A recent study suggests that the addition of defibrotide to the combination regimen of melphalan (Alkeran), prednisone, and thalidomide (Thalomid) may result in fewer side effects in multiple myeloma patients. The Phase 1 clinical trial results were recently published in the journal Haematologica.

With the development of multiple myeloma therapies, the traditional melphalan-prednisone (MP) treatment regimen has been combined with substances such as Velcade (bortezomib) and thalidomide for more effective results. In particular, clinical trials have shown that these new combination treatments produce greater responses in patients than the traditional MP treatment regimen.

However, the presence of side effects, in particular clotting in the veins, also known as deep-vein thrombosis, and nerve damage in the limbs, also known as peripheral neuropathy, leaves room for improvement in these treatment options.

Defibrotide, an anti-clotting compound, has been shown to sensitize myeloma cells to chemotherapy in in vitro studies when combined with cancer-fighting drugs. In vitro studies are studies performed in controlled environments like test tubes or Petri dishes.

In this Phase 1 trial, researchers attempted to determine the dosage limit of defibrotide in combination with melphalan, prednisone and thalidomide while also evaluating the regimen’s effectiveness and toxicity.

The researchers recruited 24 patients with relapsed or refractory myeloma for their study. As initial treatment, patients received six 35-day cycles of melphalan (0.25 mg/kg on days 1 to 4), prednisone (1.5 mg/kg on days 1 to 4), thalidomide (50 to 100 mg on days 1 to 35), and any of three doses of defibrotide given either orally or intravenously (IV). Patients were then given 1.2 g/day of defibrotide orally and 50 mg/day of thalidomide as maintenance therapy until disease progression or excessive toxicity.

Forty-three percent of patients achieved partial response and nine percent experienced very good partial response or complete response, adding up to an overall response rate of 52 percent. The median progression free survival was 10 months, and at one year, 34 percent of patients remained progression-free. The overall survival rate after one year was 90 percent.

The most common side effects observed in patients included reduced white blood cell count (61 percent), reduced platelet count (39 percent), and fatigue (8 percent). Numerous participants required blood transfusions and the added support of granulocyte-colony stimulating factor (G-CSF), which stimulates stem cell production. One patient (4 percent) experienced clotting in the veins.

The researchers noted that there were no severe cases of peripheral neuropathy, a side effect that, like deep vein thrombosis, is commonly observed with thalidomide.

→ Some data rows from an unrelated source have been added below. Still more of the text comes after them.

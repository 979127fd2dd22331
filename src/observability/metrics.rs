//! Delivery metrics.
//!
//! # Metrics
//! - `logger_service_events_total` (counter): events written, by target and level
//! - `logger_service_delivery_failures_total` (counter): failed writes, by target

use crate::service::LogLevel;

pub const EVENTS_TOTAL: &str = "logger_service_events_total";
pub const DELIVERY_FAILURES_TOTAL: &str = "logger_service_delivery_failures_total";

pub fn record_delivery(target: &str, level: LogLevel) {
    metrics::counter!(
        EVENTS_TOTAL,
        "target" => target.to_string(),
        "level" => level.as_str()
    )
    .increment(1);
}

pub fn record_failure(target: &str) {
    metrics::counter!(DELIVERY_FAILURES_TOTAL, "target" => target.to_string()).increment(1);
}

#[cfg(test)]
pub(crate) mod tests {
    use super::*;
    use metrics_util::debugging::{DebugValue, DebuggingRecorder, Snapshotter};

    /// Current value of counter `name` for `target`, summed across other labels.
    pub(crate) fn counter(snapshotter: &Snapshotter, name: &str, target: &str) -> u64 {
        snapshotter
            .snapshot()
            .into_vec()
            .into_iter()
            .filter(|(key, ..)| {
                key.key().name() == name
                    && key
                        .key()
                        .labels()
                        .any(|label| label.key() == "target" && label.value() == target)
            })
            .map(|(.., value)| match value {
                DebugValue::Counter(n) => n,
                _ => 0,
            })
            .sum()
    }

    #[test]
    fn test_counters_are_labelled_by_target() {
        let recorder = DebuggingRecorder::new();
        let snapshotter = recorder.snapshotter();

        metrics::with_local_recorder(&recorder, || {
            record_delivery("udp", LogLevel::Info);
            record_delivery("udp", LogLevel::Warn);
            record_delivery("console", LogLevel::Info);
            record_failure("udp");
        });

        assert_eq!(counter(&snapshotter, EVENTS_TOTAL, "udp"), 2);
        assert_eq!(counter(&snapshotter, EVENTS_TOTAL, "console"), 1);
        assert_eq!(counter(&snapshotter, DELIVERY_FAILURES_TOTAL, "udp"), 1);
        assert_eq!(counter(&snapshotter, DELIVERY_FAILURES_TOTAL, "console"), 0);
    }
}
//! Log severity levels.

use std::fmt;
use std::str::FromStr;

use serde::{Deserialize, Serialize};

/// Severity of a log message, ordered from most to least verbose.
#[derive(Debug, Clone, Copy, PartialEq, Eq, PartialOrd, Ord, Hash, Deserialize, Serialize)]
#[serde(try_from = "String", into = "String")]
pub enum LogLevel {
    /// Verbose debugging information
    Trace,
    /// Debugging information
    Debug,
    /// General information
    Info,
    /// Warning messages
    Warn,
    /// Error messages
    Error,
    /// Unrecoverable failures
    Fatal,
}

impl LogLevel {
    pub fn as_str(&self) -> &'static str {
        match self {
            LogLevel::Trace => "Trace",
            LogLevel::Debug => "Debug",
            LogLevel::Info => "Info",
            LogLevel::Warn => "Warn",
            LogLevel::Error => "Error",
            LogLevel::Fatal => "Fatal",
        }
    }

    /// Nearest level for a `tracing` event. `ERROR` maps to `Error`.
    pub fn from_tracing(level: &tracing::Level) -> Self {
        if *level == tracing::Level::TRACE {
            LogLevel::Trace
        } else if *level == tracing::Level::DEBUG {
            LogLevel::Debug
        } else if *level == tracing::Level::INFO {
            LogLevel::Info
        } else if *level == tracing::Level::WARN {
            LogLevel::Warn
        } else {
            LogLevel::Error
        }
    }
}

impl fmt::Display for LogLevel {
    fn fmt(&self, f: &mut fmt::Formatter<'_>) -> fmt::Result {
        f.write_str(self.as_str())
    }
}

/// Error returned when a level name is not recognised.
#[derive(Debug, Clone, PartialEq, Eq, thiserror::Error)]
#[error("unknown log level: {0}")]
pub struct ParseLevelError(pub String);

impl FromStr for LogLevel {
    type Err = ParseLevelError;

    fn from_str(s: &str) -> Result<Self, Self::Err> {
        match s.trim().to_ascii_lowercase().as_str() {
            "trace" => Ok(LogLevel::Trace),
            "debug" => Ok(LogLevel::Debug),
            "info" => Ok(LogLevel::Info),
            "warn" | "warning" => Ok(LogLevel::Warn),
            "error" => Ok(LogLevel::Error),
            "fatal" => Ok(LogLevel::Fatal),
            _ => Err(ParseLevelError(s.to_string())),
        }
    }
}

impl TryFrom<String> for LogLevel {
    type Error = ParseLevelError;

    fn try_from(value: String) -> Result<Self, ParseLevelError> {
        value.parse()
    }
}

impl From<LogLevel> for String {
    fn from(level: LogLevel) -> Self {
        level.as_str().to_string()
    }
}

They did not observe any dose-limiting side effects. The highest dose of defibrotide administered during the trial (7.2 g/day orally on days 1 to 4 followed by 4.8 mg/day on days 5 to 35) was therefore defined as the maximum tolerated dose.

The study authors expressed enthusiasm about the significantly low rate of deep vein thrombosis and peripheral neuropathy attributable to defibrotide. They recommend further investigation of the drug, particularly in combination with thalidomide, Revlimid (lenalidomide), and pomalidomide.